- [INSTRUCTIONS TO FOLLOW]: Give again every line from the one with "for msg in messages" through the last line of the data, exactly, and leave out the lines before it.

Stored data
Content starts
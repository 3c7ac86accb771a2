#![allow(non_snake_case)]
//! Host-facing entry points.
//!
//! The simulator loads this module and drives it through four C-compatible
//! functions. The host ABI forces one piece of global state: a single bridge
//! instance behind a mutex, populated in `Init`, cleared in `Shutdown`,
//! checked for presence in every entry point. Nothing is allowed to unwind
//! across the boundary; every entry point is wrapped in `catch_unwind` and
//! failure degrades to "no output this tick".

use aerobridge_core::codec::encode_message;
use aerobridge_core::utils::init_logger;
use aerobridge_core::{Bridge, BridgeConfig};
use parking_lot::Mutex;
use std::ffi::{c_int, c_void};
use std::panic::{catch_unwind, AssertUnwindSafe};
use tracing::{error, warn};

/// Interface version expected by the host SDK's loader.
pub const INTERFACE_VERSION: c_int = 2;

static BRIDGE: Mutex<Option<Bridge>> = Mutex::new(None);

/// Version query; the host refuses to load on a mismatch.
#[no_mangle]
pub extern "C" fn Aerofly_FS_4_External_DLL_GetInterfaceVersion() -> c_int {
    INTERFACE_VERSION
}

/// Construct the bridge. Returns 1 on success, 0 on failure (the host then
/// unloads the module).
#[no_mangle]
pub extern "C" fn Aerofly_FS_4_External_DLL_Init(_module_handle: *mut c_void) -> c_int {
    let outcome = catch_unwind(|| {
        let config = match BridgeConfig::from_env() {
            Ok(config) => config,
            Err(e) => {
                warn!(error = %e, "bad environment configuration, using defaults");
                BridgeConfig::default()
            }
        };
        init_logger(&config.log_level);
        Bridge::init(config)
    });

    match outcome {
        Ok(Ok(bridge)) => {
            *BRIDGE.lock() = Some(bridge);
            1
        }
        Ok(Err(e)) => {
            error!(error = %e, "bridge init failed");
            0
        }
        Err(_) => {
            error!("bridge init panicked");
            0
        }
    }
}

/// Per-tick callback.
///
/// `received_bytes` is the simulator's packed message stream; translated
/// commands are written back into `out_bytes` up to `out_capacity` bytes,
/// whole messages only. Output counters are always written (zero on any
/// failure path).
///
/// # Safety
///
/// Pointers must be valid for the advertised lengths; `out_len` and
/// `out_msg_count` must be writable. The host guarantees all of this.
#[no_mangle]
pub unsafe extern "C" fn Aerofly_FS_4_External_DLL_Update(
    dt: f64,
    received_bytes: *const u8,
    received_len: u32,
    _received_msg_count: u32,
    out_bytes: *mut u8,
    out_len: *mut u32,
    out_msg_count: *mut u32,
    out_capacity: u32,
) {
    if !out_len.is_null() {
        *out_len = 0;
    }
    if !out_msg_count.is_null() {
        *out_msg_count = 0;
    }

    let input: &[u8] = if received_bytes.is_null() || received_len == 0 {
        &[]
    } else {
        std::slice::from_raw_parts(received_bytes, received_len as usize)
    };

    let result = catch_unwind(AssertUnwindSafe(|| {
        let mut guard = BRIDGE.lock();
        let bridge = guard.as_mut()?;
        Some(bridge.tick(input, dt))
    }));

    let messages = match result {
        Ok(Some(messages)) => messages,
        Ok(None) => return,
        Err(_) => {
            error!("tick panicked; output suppressed");
            return;
        }
    };

    if messages.is_empty() || out_bytes.is_null() || out_len.is_null() || out_msg_count.is_null()
    {
        return;
    }

    let capacity = out_capacity as usize;
    let mut written = 0usize;
    let mut count = 0u32;
    let mut encoded = Vec::with_capacity(64);
    for msg in &messages {
        encoded.clear();
        encode_message(msg, &mut encoded);
        if written + encoded.len() > capacity {
            warn!(
                dropped = messages.len() - count as usize,
                "host output buffer full, dropping remaining commands"
            );
            break;
        }
        std::ptr::copy_nonoverlapping(encoded.as_ptr(), out_bytes.add(written), encoded.len());
        written += encoded.len();
        count += 1;
    }

    *out_len = written as u32;
    *out_msg_count = count;
}

/// Tear the bridge down. Idempotent; a second call is a no-op.
#[no_mangle]
pub extern "C" fn Aerofly_FS_4_External_DLL_Shutdown() {
    let result = catch_unwind(|| {
        if let Some(mut bridge) = BRIDGE.lock().take() {
            bridge.shutdown();
        }
    });
    if result.is_err() {
        error!("shutdown panicked");
    }
}
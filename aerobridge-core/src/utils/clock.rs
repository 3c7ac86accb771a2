//! Monotonic microsecond clock and the broadcast throttle.
//!
//! Timestamps are microseconds since process start (matching the snapshot
//! header contract), never wall-clock time.

use std::sync::OnceLock;
use std::time::Instant;

static PROCESS_START: OnceLock<Instant> = OnceLock::new();

/// Microseconds since process start, monotonic.
#[inline]
pub fn now_us() -> u64 {
    PROCESS_START.get_or_init(Instant::now).elapsed().as_micros() as u64
}

/// Rate limiter for telemetry broadcasts.
///
/// One throttle drives both fan-out transports so every broadcast tick
/// produces exactly one payload. Interval checks take an explicit
/// now-microseconds argument so the cadence is testable without sleeping.
#[derive(Debug)]
pub struct BroadcastThrottle {
    interval_us: u64,
    last_broadcast_us: Option<u64>,
    measured_hz: f64,
}

impl BroadcastThrottle {
    /// Minimum broadcast interval in milliseconds.
    pub const MIN_INTERVAL_MS: u64 = 5;

    pub fn new(interval_ms: u64) -> Self {
        let interval_ms = interval_ms.max(Self::MIN_INTERVAL_MS);
        Self {
            interval_us: interval_ms * 1_000,
            last_broadcast_us: None,
            measured_hz: 0.0,
        }
    }

    /// Returns true and arms the next interval if enough time has elapsed.
    /// The very first call always broadcasts.
    pub fn should_broadcast(&mut self, now_us: u64) -> bool {
        if let Some(last) = self.last_broadcast_us {
            let delta_us = now_us.saturating_sub(last);
            if delta_us < self.interval_us {
                return false;
            }
            if delta_us > 0 {
                self.measured_hz = 1_000_000.0 / delta_us as f64;
            }
        }
        self.last_broadcast_us = Some(now_us);
        true
    }

    /// Measured broadcast rate over the last interval, in Hz.
    #[inline]
    pub fn measured_hz(&self) -> f64 {
        self.measured_hz
    }

    #[inline]
    pub fn interval_ms(&self) -> u64 {
        self.interval_us / 1_000
    }
}
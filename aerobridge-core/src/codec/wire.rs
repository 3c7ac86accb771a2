//! Binary message framing.
//!
//! Frame layout, little-endian:
//!
//! ```text
//! [len: u32] [id: u64] [data_type: u32] [flags: u32] [payload: len - 20 bytes]
//! ```
//!
//! `len` covers the whole frame including itself. Fixed-size payloads are
//! checked against the declared data type; string payloads take whatever
//! remains. Decoding is tolerant: a malformed frame yields `None` and the
//! caller decides whether to resync or stop.

use super::types::{DataType, MessageValue, Vector2, Vector3, Vector4};

/// Header bytes preceding the payload: len + id + data_type + flags.
pub const FRAME_HEADER_LEN: usize = 4 + 8 + 4 + 4;

/// Upper bound on a single frame, a guard against corrupt length prefixes.
pub const MAX_FRAME_LEN: usize = 4096;

/// One simulator message: identifier hash, wire flags, typed payload.
#[derive(Debug, Clone, PartialEq)]
pub struct SimMessage {
    /// 64-bit hash of the dotted variable name.
    pub id: u64,
    /// Flag bits carried opaquely between host and bridge.
    pub flags: u32,
    pub value: MessageValue,
}

impl SimMessage {
    pub fn new(id: u64, flags: u32, value: MessageValue) -> Self {
        Self { id, flags, value }
    }

    #[inline]
    pub fn data_type(&self) -> DataType {
        self.value.data_type()
    }
}

#[inline]
fn read_u32(bytes: &[u8], at: usize) -> u32 {
    u32::from_le_bytes(bytes[at..at + 4].try_into().unwrap())
}

#[inline]
fn read_u64(bytes: &[u8], at: usize) -> u64 {
    u64::from_le_bytes(bytes[at..at + 8].try_into().unwrap())
}

#[inline]
fn read_f64(bytes: &[u8], at: usize) -> f64 {
    f64::from_le_bytes(bytes[at..at + 8].try_into().unwrap())
}

/// Decode one message from the front of `bytes`.
///
/// Returns the message and the number of bytes consumed, or `None` when the
/// buffer holds no complete, well-formed frame.
pub fn decode_message(bytes: &[u8]) -> Option<(SimMessage, usize)> {
    if bytes.len() < FRAME_HEADER_LEN {
        return None;
    }
    let len = read_u32(bytes, 0) as usize;
    if len < FRAME_HEADER_LEN || len > MAX_FRAME_LEN || len > bytes.len() {
        return None;
    }
    let id = read_u64(bytes, 4);
    let data_type = DataType::from_wire(read_u32(bytes, 12))?;
    let flags = read_u32(bytes, 16);
    let payload = &bytes[FRAME_HEADER_LEN..len];

    if let Some(expected) = data_type.payload_len() {
        if payload.len() != expected {
            return None;
        }
    }

    let value = match data_type {
        DataType::None => MessageValue::None,
        DataType::Double => MessageValue::Double(read_f64(payload, 0)),
        DataType::Int64 => MessageValue::Int64(read_u64(payload, 0) as i64),
        DataType::Uint64 => MessageValue::Uint64(read_u64(payload, 0)),
        DataType::Uint8 => MessageValue::Uint8(payload[0]),
        DataType::Float => {
            MessageValue::Float(f32::from_le_bytes(payload[0..4].try_into().unwrap()))
        }
        DataType::Vector2d => {
            MessageValue::Vector2(Vector2::new(read_f64(payload, 0), read_f64(payload, 8)))
        }
        DataType::Vector3d => MessageValue::Vector3(Vector3::new(
            read_f64(payload, 0),
            read_f64(payload, 8),
            read_f64(payload, 16),
        )),
        DataType::Vector4d => MessageValue::Vector4(Vector4::new(
            read_f64(payload, 0),
            read_f64(payload, 8),
            read_f64(payload, 16),
            read_f64(payload, 24),
        )),
        DataType::String => MessageValue::Str(payload.to_vec()),
    };

    Some((SimMessage { id, flags, value }, len))
}

/// Append one encoded message to `out`.
pub fn encode_message(msg: &SimMessage, out: &mut Vec<u8>) {
    let start = out.len();
    out.extend_from_slice(&0u32.to_le_bytes()); // length patched below
    out.extend_from_slice(&msg.id.to_le_bytes());
    out.extend_from_slice(&(msg.data_type() as u32).to_le_bytes());
    out.extend_from_slice(&msg.flags.to_le_bytes());

    match &msg.value {
        MessageValue::None => {}
        MessageValue::Double(v) => out.extend_from_slice(&v.to_le_bytes()),
        MessageValue::Int64(v) => out.extend_from_slice(&v.to_le_bytes()),
        MessageValue::Uint64(v) => out.extend_from_slice(&v.to_le_bytes()),
        MessageValue::Uint8(v) => out.push(*v),
        MessageValue::Float(v) => out.extend_from_slice(&v.to_le_bytes()),
        MessageValue::Vector2(v) => {
            out.extend_from_slice(&v.x.to_le_bytes());
            out.extend_from_slice(&v.y.to_le_bytes());
        }
        MessageValue::Vector3(v) => {
            out.extend_from_slice(&v.x.to_le_bytes());
            out.extend_from_slice(&v.y.to_le_bytes());
            out.extend_from_slice(&v.z.to_le_bytes());
        }
        MessageValue::Vector4(v) => {
            out.extend_from_slice(&v.x.to_le_bytes());
            out.extend_from_slice(&v.y.to_le_bytes());
            out.extend_from_slice(&v.z.to_le_bytes());
            out.extend_from_slice(&v.w.to_le_bytes());
        }
        MessageValue::Str(bytes) => out.extend_from_slice(bytes),
    }

    let len = (out.len() - start) as u32;
    out[start..start + 4].copy_from_slice(&len.to_le_bytes());
}

/// Encode a list of messages into one contiguous stream.
pub fn encode_stream(messages: &[SimMessage]) -> Vec<u8> {
    let mut out = Vec::with_capacity(messages.len() * 32);
    for msg in messages {
        encode_message(msg, &mut out);
    }
    out
}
Content ends
- [SOLVED PROBLEM]:
    for msg in messages {
        encode_message(msg, &mut out);
    }
    out
}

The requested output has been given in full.